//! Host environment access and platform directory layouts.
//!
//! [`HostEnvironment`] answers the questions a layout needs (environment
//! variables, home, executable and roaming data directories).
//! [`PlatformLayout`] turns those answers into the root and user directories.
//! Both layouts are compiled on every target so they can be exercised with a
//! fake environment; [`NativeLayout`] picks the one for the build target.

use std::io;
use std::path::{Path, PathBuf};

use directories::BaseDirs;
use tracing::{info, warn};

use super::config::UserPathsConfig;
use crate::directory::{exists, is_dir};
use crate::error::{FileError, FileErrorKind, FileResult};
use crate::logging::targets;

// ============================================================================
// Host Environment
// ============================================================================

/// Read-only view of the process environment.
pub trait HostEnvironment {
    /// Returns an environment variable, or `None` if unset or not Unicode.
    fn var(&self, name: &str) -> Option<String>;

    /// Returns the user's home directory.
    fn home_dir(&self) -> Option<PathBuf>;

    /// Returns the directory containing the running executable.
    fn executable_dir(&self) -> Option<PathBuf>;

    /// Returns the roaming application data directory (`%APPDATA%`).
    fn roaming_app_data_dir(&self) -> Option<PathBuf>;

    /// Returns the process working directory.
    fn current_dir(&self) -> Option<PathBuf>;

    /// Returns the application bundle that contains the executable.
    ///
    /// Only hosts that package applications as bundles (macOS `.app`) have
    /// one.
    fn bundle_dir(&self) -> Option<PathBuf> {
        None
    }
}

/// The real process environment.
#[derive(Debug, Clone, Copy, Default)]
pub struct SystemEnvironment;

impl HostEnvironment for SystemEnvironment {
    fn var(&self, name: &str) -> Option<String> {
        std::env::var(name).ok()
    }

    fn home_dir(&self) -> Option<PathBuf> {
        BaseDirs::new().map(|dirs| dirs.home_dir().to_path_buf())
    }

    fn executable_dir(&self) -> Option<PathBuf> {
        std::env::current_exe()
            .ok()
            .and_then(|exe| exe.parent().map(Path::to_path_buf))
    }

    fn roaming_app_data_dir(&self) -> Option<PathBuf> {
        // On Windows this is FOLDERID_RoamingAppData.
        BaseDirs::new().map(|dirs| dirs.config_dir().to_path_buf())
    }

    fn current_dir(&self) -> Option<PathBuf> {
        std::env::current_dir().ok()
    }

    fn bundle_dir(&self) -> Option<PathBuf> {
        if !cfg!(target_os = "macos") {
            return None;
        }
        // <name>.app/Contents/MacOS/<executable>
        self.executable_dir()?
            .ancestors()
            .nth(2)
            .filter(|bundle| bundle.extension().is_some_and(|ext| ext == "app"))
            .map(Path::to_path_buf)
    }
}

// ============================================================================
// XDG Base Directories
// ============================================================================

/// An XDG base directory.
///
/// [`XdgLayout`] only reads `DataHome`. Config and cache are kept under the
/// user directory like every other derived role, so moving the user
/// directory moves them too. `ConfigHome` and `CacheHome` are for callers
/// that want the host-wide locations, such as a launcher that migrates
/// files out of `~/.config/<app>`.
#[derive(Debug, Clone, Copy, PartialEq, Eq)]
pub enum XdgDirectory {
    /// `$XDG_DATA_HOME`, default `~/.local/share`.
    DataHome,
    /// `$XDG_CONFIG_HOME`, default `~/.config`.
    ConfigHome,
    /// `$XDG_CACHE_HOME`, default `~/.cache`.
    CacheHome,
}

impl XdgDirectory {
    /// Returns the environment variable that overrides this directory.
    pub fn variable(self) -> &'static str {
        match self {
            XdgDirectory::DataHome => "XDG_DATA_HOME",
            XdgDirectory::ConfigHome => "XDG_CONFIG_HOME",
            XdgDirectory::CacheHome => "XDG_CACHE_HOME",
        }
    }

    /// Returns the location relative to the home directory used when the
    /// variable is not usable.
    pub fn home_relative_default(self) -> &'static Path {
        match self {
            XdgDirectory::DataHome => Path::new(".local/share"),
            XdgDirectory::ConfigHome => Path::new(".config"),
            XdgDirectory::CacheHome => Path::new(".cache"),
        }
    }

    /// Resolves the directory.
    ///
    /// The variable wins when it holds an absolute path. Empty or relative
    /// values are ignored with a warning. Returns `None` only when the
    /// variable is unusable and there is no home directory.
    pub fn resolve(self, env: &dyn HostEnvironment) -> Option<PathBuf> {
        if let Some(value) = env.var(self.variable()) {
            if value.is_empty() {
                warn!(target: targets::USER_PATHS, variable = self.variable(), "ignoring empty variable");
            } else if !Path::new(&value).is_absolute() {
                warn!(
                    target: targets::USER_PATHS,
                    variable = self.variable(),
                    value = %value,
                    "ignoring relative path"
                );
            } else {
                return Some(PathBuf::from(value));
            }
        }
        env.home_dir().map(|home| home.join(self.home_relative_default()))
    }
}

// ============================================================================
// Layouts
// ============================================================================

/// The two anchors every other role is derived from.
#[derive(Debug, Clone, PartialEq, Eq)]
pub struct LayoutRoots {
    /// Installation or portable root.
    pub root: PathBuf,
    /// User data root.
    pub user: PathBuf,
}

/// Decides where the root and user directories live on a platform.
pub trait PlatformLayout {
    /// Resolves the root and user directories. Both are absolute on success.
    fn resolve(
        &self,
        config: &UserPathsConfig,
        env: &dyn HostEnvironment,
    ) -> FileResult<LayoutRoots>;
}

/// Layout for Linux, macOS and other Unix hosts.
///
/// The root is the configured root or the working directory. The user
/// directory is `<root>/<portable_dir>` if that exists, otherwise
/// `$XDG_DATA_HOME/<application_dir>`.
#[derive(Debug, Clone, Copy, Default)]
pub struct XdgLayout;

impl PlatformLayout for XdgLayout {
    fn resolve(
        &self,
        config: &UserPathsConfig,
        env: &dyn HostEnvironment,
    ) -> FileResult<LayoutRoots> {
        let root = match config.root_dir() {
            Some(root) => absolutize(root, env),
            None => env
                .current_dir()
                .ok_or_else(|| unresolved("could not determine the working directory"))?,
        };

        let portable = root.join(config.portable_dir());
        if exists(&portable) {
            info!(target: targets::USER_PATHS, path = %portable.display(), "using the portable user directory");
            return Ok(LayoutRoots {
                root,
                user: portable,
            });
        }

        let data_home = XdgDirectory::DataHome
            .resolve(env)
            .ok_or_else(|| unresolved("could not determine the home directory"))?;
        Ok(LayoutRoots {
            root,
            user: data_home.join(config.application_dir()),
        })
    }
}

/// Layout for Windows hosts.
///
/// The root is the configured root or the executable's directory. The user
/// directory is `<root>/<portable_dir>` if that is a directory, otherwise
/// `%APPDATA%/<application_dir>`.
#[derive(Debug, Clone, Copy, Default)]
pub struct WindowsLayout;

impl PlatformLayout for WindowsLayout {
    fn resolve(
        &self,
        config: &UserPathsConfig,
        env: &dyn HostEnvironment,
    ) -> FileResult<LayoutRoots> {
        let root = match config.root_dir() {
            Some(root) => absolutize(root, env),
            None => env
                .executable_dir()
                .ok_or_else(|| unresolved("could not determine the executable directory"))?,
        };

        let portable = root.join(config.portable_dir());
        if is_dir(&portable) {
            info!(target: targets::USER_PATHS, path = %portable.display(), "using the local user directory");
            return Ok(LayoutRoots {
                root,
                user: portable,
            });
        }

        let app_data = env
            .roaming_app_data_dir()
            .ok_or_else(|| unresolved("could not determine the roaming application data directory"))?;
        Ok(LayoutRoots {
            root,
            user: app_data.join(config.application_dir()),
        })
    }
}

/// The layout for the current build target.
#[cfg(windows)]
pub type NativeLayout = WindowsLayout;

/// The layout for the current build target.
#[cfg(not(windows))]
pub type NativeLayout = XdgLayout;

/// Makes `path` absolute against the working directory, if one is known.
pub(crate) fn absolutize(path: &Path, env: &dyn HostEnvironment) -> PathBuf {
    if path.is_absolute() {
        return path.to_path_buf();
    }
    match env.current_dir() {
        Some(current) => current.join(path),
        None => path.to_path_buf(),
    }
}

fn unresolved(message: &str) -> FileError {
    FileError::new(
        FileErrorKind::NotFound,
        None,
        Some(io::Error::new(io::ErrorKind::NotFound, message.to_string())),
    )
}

·····

**WORK TO COMPLETE**
Copy, from the material, each line that holds the string "HostEnvironment".

**YOUR SOLUTION**
//! [`HostEnvironment`] answers the questions a layout needs (environment
pub trait HostEnvironment {
impl HostEnvironment for SystemEnvironment {
    pub fn resolve(self, env: &dyn HostEnvironment) -> Option<PathBuf> {
        env: &dyn HostEnvironment,
        env: &dyn HostEnvironment,
        env: &dyn HostEnvironment,
pub(crate) fn absolutize(path: &Path, env: &dyn HostEnvironment) -> PathBuf {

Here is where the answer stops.